The effigy of the hornbill is used by the Zomi as National emblem. The emblem was adopted in identification of Zomi cultural life with the noble image of the hornbill.
All sources of Zomi tradition commonly say that hornbills are noble birds. According to tradition they lead a married life just as men are doing. Like man, the bride is taken from the distant place and brought to the bridegroom. While laying egg the female bird is enclosed within a fence so that it cannot move and it is fed mouth by the male bird. If any sign of destruction is found with the fence the female bird is accused of being unfaithful and is pecked to death by the male bird. It is said that if one of the couple died the living one also killed itself. Hornbills are never known to destroy the crops in the field nor live on flesh; but they live only on fruit.

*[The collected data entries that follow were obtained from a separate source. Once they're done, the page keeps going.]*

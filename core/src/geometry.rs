//! Vertical layout for single-elimination bracket columns.
//!
//! Matches are fixed-height boxes stacked in one column per round. Each round
//! holds half the matches of the previous one, so the gap between boxes has to
//! double (minus one box height) from round to round for the connector of
//! every sibling pair to meet exactly at the centre of the match it feeds:
//!
//! ```text
//!  gap(0)     = G0
//!  gap(r)     = (G0 + H) * 2^r - H        = 2 * gap(r-1) + H
//!  conn(r)    = (H + gap(r)) / 2
//!  offset(r)  = conn(0) + ... + conn(r-1)
//! ```
//!
//! Everything here is plain arithmetic on `f64`; nothing can fail.

use crate::bracket::Bracket;

/// Box height `H` and first-round gap `G0`, in whatever unit the renderer uses.
#[derive(Debug, Clone, Copy, PartialEq)]
pub struct LayoutConstants {
    pub box_height: f64,
    pub base_gap: f64,
}

impl LayoutConstants {
    /// Three-row match cards one blank row apart.
    pub const TERMINAL: Self = Self::new(3.0, 1.0);

    pub const fn new(box_height: f64, base_gap: f64) -> Self {
        Self { box_height, base_gap }
    }

    /// Centre-to-centre distance of adjacent first-round boxes.
    pub fn base_pitch(&self) -> f64 {
        self.box_height + self.base_gap
    }
}

impl Default for LayoutConstants {
    fn default() -> Self {
        Self::TERMINAL
    }
}

/// Vertical distance between consecutive boxes of `round` (closed form).
pub fn gap(c: LayoutConstants, round: usize) -> f64 {
    if round == 0 {
        return c.base_gap;
    }
    let exponent = i32::try_from(round).unwrap_or(i32::MAX);
    c.base_pitch() * 2f64.powi(exponent) - c.box_height
}

/// Same value as [`gap`], by iterating the recurrence.
pub fn gap_recursive(c: LayoutConstants, round: usize) -> f64 {
    (0..round).fold(c.base_gap, |g, _| 2.0 * g + c.box_height)
}

/// Half the centre-to-centre distance of adjacent boxes in `round`.
pub fn connector_height(c: LayoutConstants, round: usize) -> f64 {
    (c.box_height + gap(c, round)) / 2.0
}

/// Padding above the first box of `round`.
pub fn top_offset(c: LayoutConstants, round: usize) -> f64 {
    (0..round).fold(0.0, |offset, r| offset + connector_height(c, r))
}

#[derive(Debug, Clone, Copy, PartialEq)]
pub struct RoundLayout {
    pub gap: f64,
    pub connector_height: f64,
    pub top_offset: f64,
}

impl RoundLayout {
    /// Distance between the tops of consecutive boxes.
    pub fn pitch(&self, c: LayoutConstants) -> f64 {
        c.box_height + self.gap
    }
}

/// Layout numbers for a single round. O(round) because of the offset sum.
pub fn compute_layout(round: usize, c: LayoutConstants) -> RoundLayout {
    RoundLayout {
        gap: gap(c, round),
        connector_height: connector_height(c, round),
        top_offset: top_offset(c, round),
    }
}

/// Layout numbers for rounds `0..count`, accumulating the offset as it goes.
pub fn layout_rounds(c: LayoutConstants, count: usize) -> Vec<RoundLayout> {
    let mut offset = 0.0;
    (0..count)
        .map(|round| {
            let layout = RoundLayout {
                gap: gap(c, round),
                connector_height: connector_height(c, round),
                top_offset: offset,
            };
            offset += layout.connector_height;
            layout
        })
        .collect()
}

// ---------------------------------------------------------------------------
// Per-match placement
// ---------------------------------------------------------------------------

/// Which way a match's outgoing connector bends to reach its sibling.
#[derive(Debug, Clone, Copy, PartialEq, Eq)]
pub enum ConnectorDirection {
    Down,
    Up,
}

impl ConnectorDirection {
    /// Even-indexed matches are the upper sibling and bend down.
    pub fn for_index(index: usize) -> Self {
        if index % 2 == 0 { Self::Down } else { Self::Up }
    }

    /// Sign along a y axis that grows downward.
    pub fn sign(self) -> f64 {
        match self {
            Self::Down => 1.0,
            Self::Up => -1.0,
        }
    }
}

#[derive(Debug, Clone, Copy, PartialEq)]
pub struct Connector {
    pub direction: ConnectorDirection,
    pub length: f64,
    /// y where this connector meets its sibling's.
    pub merge_y: f64,
}

#[derive(Debug, Clone, Copy, PartialEq)]
pub struct MatchPlacement {
    pub round: usize,
    pub index: usize,
    pub top: f64,
    pub center: f64,
    pub height: f64,
    /// `None` in the last round.
    pub outgoing: Option<Connector>,
    /// Whether a stub enters from the previous round.
    pub incoming: bool,
}

impl MatchPlacement {
    pub fn bottom(&self) -> f64 {
        self.top + self.height
    }
}

/// Placement of every match of a bracket with the given shape.
#[derive(Debug, Clone, PartialEq)]
pub struct BracketLayout {
    constants: LayoutConstants,
    rounds: Vec<RoundLayout>,
    matches: Vec<Vec<MatchPlacement>>,
}

impl BracketLayout {
    /// `shape[r]` is the match count of round `r`. The shape is taken as is;
    /// halving is enforced by [`Bracket::new`], not here.
    pub fn new(constants: LayoutConstants, shape: &[usize]) -> Self {
        let rounds = layout_rounds(constants, shape.len());
        let last = shape.len().saturating_sub(1);

        let matches = shape
            .iter()
            .zip(&rounds)
            .enumerate()
            .map(|(round, (&count, layout))| {
                let pitch = layout.pitch(constants);
                (0..count)
                    .map(|index| {
                        let top = layout.top_offset + index as f64 * pitch;
                        let center = top + constants.box_height / 2.0;
                        let outgoing = (round < last).then(|| {
                            let direction = ConnectorDirection::for_index(index);
                            Connector {
                                direction,
                                length: layout.connector_height,
                                merge_y: center + direction.sign() * layout.connector_height,
                            }
                        });
                        MatchPlacement {
                            round,
                            index,
                            top,
                            center,
                            height: constants.box_height,
                            outgoing,
                            incoming: round > 0,
                        }
                    })
                    .collect()
            })
            .collect();

        Self { constants, rounds, matches }
    }

    /// `None` for a bracket with no rounds.
    pub fn for_bracket(bracket: &Bracket, constants: LayoutConstants) -> Option<Self> {
        if bracket.is_empty() {
            return None;
        }
        Some(Self::new(constants, &bracket.shape()))
    }

    pub fn constants(&self) -> LayoutConstants {
        self.constants
    }

    pub fn rounds(&self) -> &[RoundLayout] {
        &self.rounds
    }

    pub fn placements(&self, round: usize) -> &[MatchPlacement] {
        self.matches.get(round).map(Vec::as_slice).unwrap_or(&[])
    }

    pub fn placement(&self, round: usize, index: usize) -> Option<&MatchPlacement> {
        self.matches.get(round)?.get(index)
    }

    /// Bottom edge of the lowest box.
    pub fn total_height(&self) -> f64 {
        self.matches
            .iter()
            .flatten()
            .map(MatchPlacement::bottom)
            .fold(0.0, f64::max)
    }
}

// ---------------------------------------------------------------------------
// Unit tests
// ---------------------------------------------------------------------------

#[cfg(test)]
mod tests {
    use super::*;

    const WEB: LayoutConstants = LayoutConstants::new(112.0, 32.0);

    #[test]
    fn test_gaps_double_plus_box_height() {
        assert_eq!(gap(WEB, 0), 32.0);
        assert_eq!(gap(WEB, 1), 176.0);
        assert_eq!(gap(WEB, 2), 464.0);
    }

    #[test]
    fn test_connectors_and_offsets() {
        assert_eq!(connector_height(WEB, 0), 72.0);
        assert_eq!(connector_height(WEB, 1), 144.0);
        assert_eq!(top_offset(WEB, 0), 0.0);
        assert_eq!(top_offset(WEB, 1), 72.0);
        assert_eq!(top_offset(WEB, 2), 216.0);
    }

    #[test]
    fn test_closed_form_matches_doubling() {
        let mut manual = WEB.base_gap;
        for _ in 0..3 {
            manual = manual * 2.0 + WEB.box_height;
        }
        assert_eq!(gap(WEB, 3), manual);
        assert_eq!(gap_recursive(WEB, 3), manual);
    }

    #[test]
    fn test_compute_layout_agrees_with_precomputed_rounds() {
        let rounds = layout_rounds(WEB, 5);
        for (r, layout) in rounds.iter().enumerate() {
            assert_eq!(*layout, compute_layout(r, WEB));
        }
    }

    #[test]
    fn test_terminal_rows_match_slot_heights() {
        // 3-row boxes, 1-row gap: first-round centres 1, 5, 9...; second 3, 11...
        let layout = BracketLayout::new(LayoutConstants::TERMINAL, &[8, 4, 2, 1]);
        let centers = |r: usize| -> Vec<f64> {
            layout.placements(r).iter().map(|p| (p.center).floor()).collect()
        };
        assert_eq!(centers(0), vec![1.0, 5.0, 9.0, 13.0, 17.0, 21.0, 25.0, 29.0]);
        assert_eq!(centers(1), vec![3.0, 11.0, 19.0, 27.0]);
        assert_eq!(centers(2), vec![7.0, 23.0]);
        assert_eq!(centers(3), vec![15.0]);
        assert_eq!(layout.total_height(), 31.0);
    }

    #[test]
    fn test_siblings_merge_at_parent_center() {
        let layout = BracketLayout::new(WEB, &[8, 4, 2, 1]);
        for r in 0..3 {
            for parent in layout.placements(r + 1) {
                let upper = layout.placement(r, 2 * parent.index).unwrap();
                let lower = layout.placement(r, 2 * parent.index + 1).unwrap();
                let up = upper.outgoing.unwrap();
                let down = lower.outgoing.unwrap();
                assert_eq!(up.direction, ConnectorDirection::Down);
                assert_eq!(down.direction, ConnectorDirection::Up);
                assert_eq!(up.merge_y, parent.center);
                assert_eq!(down.merge_y, parent.center);
            }
        }
    }

    #[test]
    fn test_final_has_no_outgoing_and_first_no_incoming() {
        let layout = BracketLayout::new(WEB, &[2, 1]);
        assert!(layout.placements(0).iter().all(|p| p.outgoing.is_some() && !p.incoming));
        let final_match = layout.placement(1, 0).unwrap();
        assert!(final_match.outgoing.is_none());
        assert!(final_match.incoming);
    }

    #[test]
    fn test_empty_bracket_has_no_layout() {
        // Nothing to lay out before the bracket is generated.
        assert!(BracketLayout::for_bracket(&Bracket::empty(), WEB).is_none());
        assert_eq!(BracketLayout::new(WEB, &[]).total_height(), 0.0);
    }
}
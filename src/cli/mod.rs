//! CLI subcommand implementations for the convoca binary.

pub mod collect_cmd;
pub mod export_cmd;
pub mod reprocess_cmd;
pub mod status_cmd;

use std::path::PathBuf;

/// Default store location: ~/.convoca/postings.db.
pub fn default_db_path() -> PathBuf {
    dirs::home_dir()
        .unwrap_or_else(|| PathBuf::from("/tmp"))
        .join(".convoca")
        .join("postings.db")
}
//! Flat tabular export for the labelling and analysis collaborators.
//!
//! One CSV row per posting, stable column order, deterministic row order
//! (by posting_id, guaranteed by `Store::export`). Missing free-text
//! fields export as the "unspecified" sentinel; unparsed salary and
//! dates export as empty cells.

use crate::store::StoredPosting;

/// Column order of the extract. Fixed — downstream consumers index by it.
pub const COLUMNS: [&str; 16] = [
    "posting_id",
    "institution",
    "job_title",
    "vacancies",
    "experience",
    "academic_profile",
    "specialization",
    "knowledge",
    "competencies",
    "salary_amount",
    "posting_start_date",
    "posting_end_date",
    "contract_type",
    "verdict",
    "first_seen_at",
    "last_seen_at",
];

const UNSPECIFIED: &str = "unspecified";

/// Render stored postings as a CSV document, header row included.
pub fn to_csv(rows: &[StoredPosting]) -> String {
    let mut out = String::new();
    write_row(&mut out, COLUMNS.iter().map(|c| c.to_string()));

    for row in rows {
        write_row(&mut out, field_values(row));
    }

    out
}

fn field_values(row: &StoredPosting) -> impl Iterator<Item = String> {
    let text = |v: &Option<String>| v.clone().unwrap_or_else(|| UNSPECIFIED.to_string());
    vec![
        row.posting_id.clone(),
        row.institution.clone().unwrap_or_default(),
        row.job_title.clone().unwrap_or_default(),
        row.vacancies.map(|v| v.to_string()).unwrap_or_default(),
        text(&row.experience),
        text(&row.academic_profile),
        text(&row.specialization),
        text(&row.knowledge),
        text(&row.competencies),
        row.salary_amount.map(|s| format!("{s:.2}")).unwrap_or_default(),
        row.posting_start_date.clone().unwrap_or_default(),
        row.posting_end_date.clone().unwrap_or_default(),
        row.contract_type.as_str().to_string(),
        row.verdict.map(|v| v.as_str().to_string()).unwrap_or_default(),
        row.first_seen_at.clone(),
        row.last_seen_at.clone(),
    ]
    .into_iter()
}

fn write_row(out: &mut String, fields: impl Iterator<Item = String>) {
    let mut first = true;
    for field in fields {
        if !first {
            out.push(',');
        }
        first = false;
        out.push_str(&escape(&field));
    }
    out.push('\n');
}

fn escape(field: &str) -> String {
    if field.contains(',') || field.contains('"') || field.contains('\n') || field.contains('\r') {
        format!("\"{}\"", field.replace('"', "\"\""))
    } else {
        field.to_string()
    }
}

Therefore, they are viewed as sacred and noble – sacred in the sense that they live a simple life. They are noble because they live the beautiful life characterized by love and faithfulness. Thus hornbills are much respected and honoured by the Zos. According to tradition marriage is regarded as a kind of contract tied with love and loyalty. Thus a marriage is considered to be ‘unbreakable’ or ‘inseparable’ except by the event of death. A wife cannot be divorced so long as she remains faithful to her husband. The idea of a faithful life expressed in the married life of the hornbill is taken as a symbolic expression of the love for one’s wife who is likened and referred to as a hornbill. Zo people proudly put on hornbill feathers on important occasions in self-identification with the dignity and honour that the hornbill exemplifies. J. Suan Za Dong once described the cultural beauty of the hornbill in identification with Zomi and their nation as thus:
Two hornbills stately and dignified,
For loyalty and honour so proudly pose
Symbolising ZOMI in culture rich and sound
Splendours of our State; fresh like a rose
Scenic beauties and flowers in our land abound.
Based on this traditional background, the physical image of the hornbill has been adopted to symbolize the dignity and honour that the Zo’s simple life expressed. The emblem has been chosen to signify the ‘inseparable tie’ existing among the Zomi in India, Burma and Bangladesh.